Drug Repositioning through the Development of Diverse Computational Methods using Machine Learning, Deep Learning, and Graph Mining
In this dissertation, we combined artificial intelligence and machine/deep learning with chemical and biological properties to develop several computational methods to solve biomedical domain problems, specifically drug repositioning, and demonstrated their efficiencies and capabilities. We developed three network-based DTI prediction methods using machine learning, graph embedding, and graph mining. These methods significantly improved prediction performance, and the best-performing method even reduces the error rate by more than 33% across all datasets compared to the best state-of-the-art method. As it is more insightful to predict continuous values that indicate how tightly the drug binds to a specific target, we conducted a comparison study of current regression-based methods that predict drug-target binding affinities (DTBA). Our methods demonstrated their efficiency and capability by achieving high prediction performance and identifying therapeutic targets for several cancer types. We further conducted a lung cancer case study of findings that support the novel predicted targets.
Overview
Abstract
The rapidly increasing number of existing drugs with genomic, biomedical, and pharmacological data make computational analyses possible, which reduces the search space for drugs and facilitates drug repurposing or repositioning (DR) to unveil new targets for existing drugs. Thus, artificial intelligence, machine learning (including deep learning), and data mining play a critical role in DR and have been used to identify biological interactions such as drug-target interactions (DTI), drug-drug interactions, drug-response, and drug-disease associations. The prediction of these biological interactions is seen as a critical phase needed to make drug development more sustainable. Furthermore, late-stage drug development failures are usually a consequence of ineffective targets. Thus, proper target identification is needed, which may be possible using computational approaches. In this dissertation, we tried to address the key limitations associated with drug development and repositioning and seek to answer the main research question: Could we develop computational methods that contribute to different DR stages and significantly reduce the prediction error at each of these stages? To act on this question, this dissertation addresses three crucial problems in the DR pipeline and presents several novel computational methods developed for DR that significantly improve prediction performance by leveraging data and technique integration.
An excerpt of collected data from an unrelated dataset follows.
//! Storefront configuration loaded from environment variables.
//!
//! Every variable is optional; with none set the storefront binds to
//! `127.0.0.1:3000` and loads its catalog from the public fake store API.
//!
//! # Environment Variables
//!
//! - `STOREFRONT_HOST` - Bind address (default: 127.0.0.1)
//! - `STOREFRONT_PORT` - Listen port (default: 3000)
//! - `STOREFRONT_BASE_URL` - Public URL; `https://` turns on secure cookies
//!   (default: <http://localhost:3000>)
//! - `STOREFRONT_STATIC_DIR` - Directory served under `/static`
//!   (default: crates/storefront/static)
//! - `CATALOG_URL` - Product catalog endpoint
//!   (default: <https://fakestoreapi.com/products>)
//! - `CATALOG_TIMEOUT_SECS` - Catalog request timeout (default: 30)
//! - `SENTRY_DSN` - Sentry error tracking DSN
//! - `SENTRY_ENVIRONMENT` - Sentry environment tag
//! - `SENTRY_SAMPLE_RATE` - Error event sample rate, 0.0 to 1.0 (default: 1.0)
//! - `SENTRY_TRACES_SAMPLE_RATE` - Transaction sample rate, 0.0 to 1.0 (default: 0.0)

use std::net::{IpAddr, Ipv4Addr, SocketAddr};
use std::path::PathBuf;
use std::time::Duration;

use thiserror::Error;
use url::Url;

const DEFAULT_PORT: u16 = 3000;
const DEFAULT_BASE_URL: &str = "http://localhost:3000";
const DEFAULT_STATIC_DIR: &str = "crates/storefront/static";
const DEFAULT_CATALOG_URL: &str = "https://fakestoreapi.com/products";
const DEFAULT_CATALOG_TIMEOUT_SECS: u64 = 30;

/// Configuration errors that can occur during loading.
#[derive(Debug, Error)]
pub enum ConfigError {
    #[error("Invalid environment variable {0}: {1}")]
    InvalidEnvVar(String, String),
}

/// Storefront application configuration.
#[derive(Debug, Clone)]
pub struct StorefrontConfig {
    /// IP address to bind the server to
    pub host: IpAddr,
    /// Port to listen on
    pub port: u16,
    /// Public base URL for the storefront
    pub base_url: String,
    /// Directory holding stylesheets served under `/static`
    pub static_dir: PathBuf,
    /// Product catalog source
    pub catalog: CatalogConfig,
    /// Sentry DSN for error tracking
    pub sentry_dsn: Option<String>,
    /// Sentry environment tag (e.g. "production")
    pub sentry_environment: Option<String>,
    /// Fraction of error events sent to Sentry
    pub sentry_sample_rate: f32,
    /// Fraction of transactions sent to Sentry
    pub sentry_traces_sample_rate: f32,
}

/// Where the product catalog is fetched from.
#[derive(Debug, Clone)]
pub struct CatalogConfig {
    /// Endpoint returning a JSON array of products
    pub url: Url,
    /// Upper bound on the whole catalog request
    pub timeout: Duration,
}

impl Default for CatalogConfig {
    fn default() -> Self {
        Self {
            url: default_catalog_url(),
            timeout: Duration::from_secs(DEFAULT_CATALOG_TIMEOUT_SECS),
        }
    }
}

impl Default for StorefrontConfig {
    fn default() -> Self {
        Self {
            host: IpAddr::V4(Ipv4Addr::LOCALHOST),
            port: DEFAULT_PORT,
            base_url: DEFAULT_BASE_URL.to_string(),
            static_dir: PathBuf::from(DEFAULT_STATIC_DIR),
            catalog: CatalogConfig::default(),
            sentry_dsn: None,
            sentry_environment: None,
            sentry_sample_rate: 1.0,
            sentry_traces_sample_rate: 0.0,
        }
    }
}

impl StorefrontConfig {
    /// Load configuration from environment variables.
    ///
    /// Calls `dotenvy::dotenv()` to load from `.env` file if present.
    ///
    /// # Errors
    ///
    /// Returns `ConfigError` if a variable is set but cannot be parsed.
    pub fn from_env() -> Result<Self, ConfigError> {
        // Load .env file if present (ignore errors if not found)
        let _ = dotenvy::dotenv();

        Self::from_lookup(|key| std::env::var(key).ok())
    }

    /// Build configuration from an arbitrary variable source.
    ///
    /// # Errors
    ///
    /// Returns `ConfigError` if a variable is present but invalid.
    pub fn from_lookup<F>(lookup: F) -> Result<Self, ConfigError>
    where
        F: Fn(&str) -> Option<String>,
    {
        let defaults = Self::default();

        let host = parse_or(&lookup, "STOREFRONT_HOST", defaults.host)?;
        let port = parse_or(&lookup, "STOREFRONT_PORT", defaults.port)?;
        let base_url = lookup("STOREFRONT_BASE_URL").unwrap_or(defaults.base_url);
        let static_dir = lookup("STOREFRONT_STATIC_DIR").map_or(defaults.static_dir, PathBuf::from);

        let catalog = CatalogConfig {
            url: parse_catalog_url(lookup("CATALOG_URL"))?,
            timeout: Duration::from_secs(parse_or(
                &lookup,
                "CATALOG_TIMEOUT_SECS",
                DEFAULT_CATALOG_TIMEOUT_SECS,
            )?),
        };

        let sentry_dsn = lookup("SENTRY_DSN").filter(|dsn| !dsn.is_empty());
        let sentry_environment = lookup("SENTRY_ENVIRONMENT");
        let sentry_sample_rate = parse_rate(&lookup, "SENTRY_SAMPLE_RATE", defaults.sentry_sample_rate)?;
        let sentry_traces_sample_rate = parse_rate(
            &lookup,
            "SENTRY_TRACES_SAMPLE_RATE",
            defaults.sentry_traces_sample_rate,
        )?;

        Ok(Self {
            host,
            port,
            base_url,
            static_dir,
            catalog,
            sentry_dsn,
            sentry_environment,
            sentry_sample_rate,
            sentry_traces_sample_rate,
        })
    }

    /// Returns the socket address for binding the server.
    #[must_use]
    pub const fn socket_addr(&self) -> SocketAddr {
        SocketAddr::new(self.host, self.port)
    }

    /// Whether cookies should carry the `Secure` attribute.
    #[must_use]
    pub fn is_secure(&self) -> bool {
        self.base_url.starts_with("https://")
    }
}

// =============================================================================
// Helper Functions
// =============================================================================

#[allow(clippy::expect_used)] // Constant URL, covered by tests
fn default_catalog_url() -> Url {
    Url::parse(DEFAULT_CATALOG_URL).expect("default catalog URL is valid")
}

/// Parse a variable if set, otherwise fall back to `default`.
fn parse_or<F, T>(lookup: &F, key: &str, default: T) -> Result<T, ConfigError>
where
    F: Fn(&str) -> Option<String>,
    T: std::str::FromStr,
    T::Err: std::fmt::Display,
{
    lookup(key).map_or(Ok(default), |raw| {
        raw.trim()
            .parse::<T>()
            .map_err(|e| ConfigError::InvalidEnvVar(key.to_string(), e.to_string()))
    })
}

/// Parse a sample rate and check it lies in `0.0..=1.0`.
fn parse_rate<F>(lookup: &F, key: &str, default: f32) -> Result<f32, ConfigError>
where
    F: Fn(&str) -> Option<String>,
{
    let rate = parse_or(lookup, key, default)?;
    if (0.0..=1.0).contains(&rate) {
        Ok(rate)
    } else {
        Err(ConfigError::InvalidEnvVar(
            key.to_string(),
            format!("must be between 0.0 and 1.0 (got {rate})"),
        ))
    }
}

/// The catalog endpoint must be an absolute http(s) URL.
fn parse_catalog_url(raw: Option<String>) -> Result<Url, ConfigError> {
    let Some(raw) = raw else {
        return Ok(default_catalog_url());
    };

    let url = Url::parse(raw.trim())
        .map_err(|e| ConfigError::InvalidEnvVar("CATALOG_URL".to_string(), e.to_string()))?;

    match url.scheme() {
        "http" | "https" => Ok(url),
        other => Err(ConfigError::InvalidEnvVar(
            "CATALOG_URL".to_string(),
            format!("unsupported scheme '{other}'"),
        )),
    }
}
First, we developed three network-based DTI prediction methods using machine learning, graph embedding, and graph mining. These methods significantly improved prediction performance, and the best-performing method even reduces the error rate by more than 33% across all datasets compared to the best state-of-the-art method. Second, because it is more insightful to predict continuous values that indicate how tightly the drug binds to a specific target, we conducted a comparison study of current regression-based methods that predict drug-target binding affinities (DTBA). We discussed how to develop more robust DTBA methods and subsequently developed Affinity2Vec, the first regression-based method that formulates the entire task as a graph-based method and combines several computational techniques from feature representation learning, graph mining, and machine/deep learning with no 3D structural data of target proteins. Affinity2Vec reduces the mean square error and outperforms the state-of-the-art methods. Finally, since oncology-related drug development failure is associated with sub-optimal target identification, we developed the first DL-based computational method (OncoRTT) to identify cancer-specific therapeutic targets for the ten most common cancers worldwide. Implementing our approach required creating a suitable dataset that could be used by the computational method to identify oncology-related DTIs. Thus, we created the OncologyTT datasets, to build and evaluate our OncoRTT method. Our methods demonstrated their efficiency and capability by achieving high prediction performance and identifying therapeutic targets for several cancer types. We further conducted a lung cancer case study of findings that support the novel predicted targets.
Overall, in this dissertation, we combined artificial intelligence and machine/deep learning with chemical and biological properties to develop several computational methods to solve biomedical domain problems, specifically drug repositioning, and demonstrated their efficiencies and capabilities.
Brief Biography
Maha A. Thafar is a Computer Science Ph.D. candidate and researcher under the supervision of Professor Xin Gao. She is a member of the Computational Bioscience Research Center (CBRC) and CMSE Division at King Abdullah University of Science and Technology (KAUST), Saudi Arabia. She obtained her MSc degree in CS from Kent State University, Kent, Ohio USA, in 2015. Prior to her graduate studies, she worked as a teacher assistant in the Computer Science Department, Taif University, Saudi Arabia, for several years. Before that, she got her Bachelor's degree in CS from King Abdulaziz University University, Jeddah, Saudi Arabia. She works in the intersection area between computer science and biomedicine. Her current research interests include developing novel computational methods using artificial intelligence, machine/deep learning, and data mining for solving computational problems in the biomedical and healthcare domains, specifically in computational drug repositioning.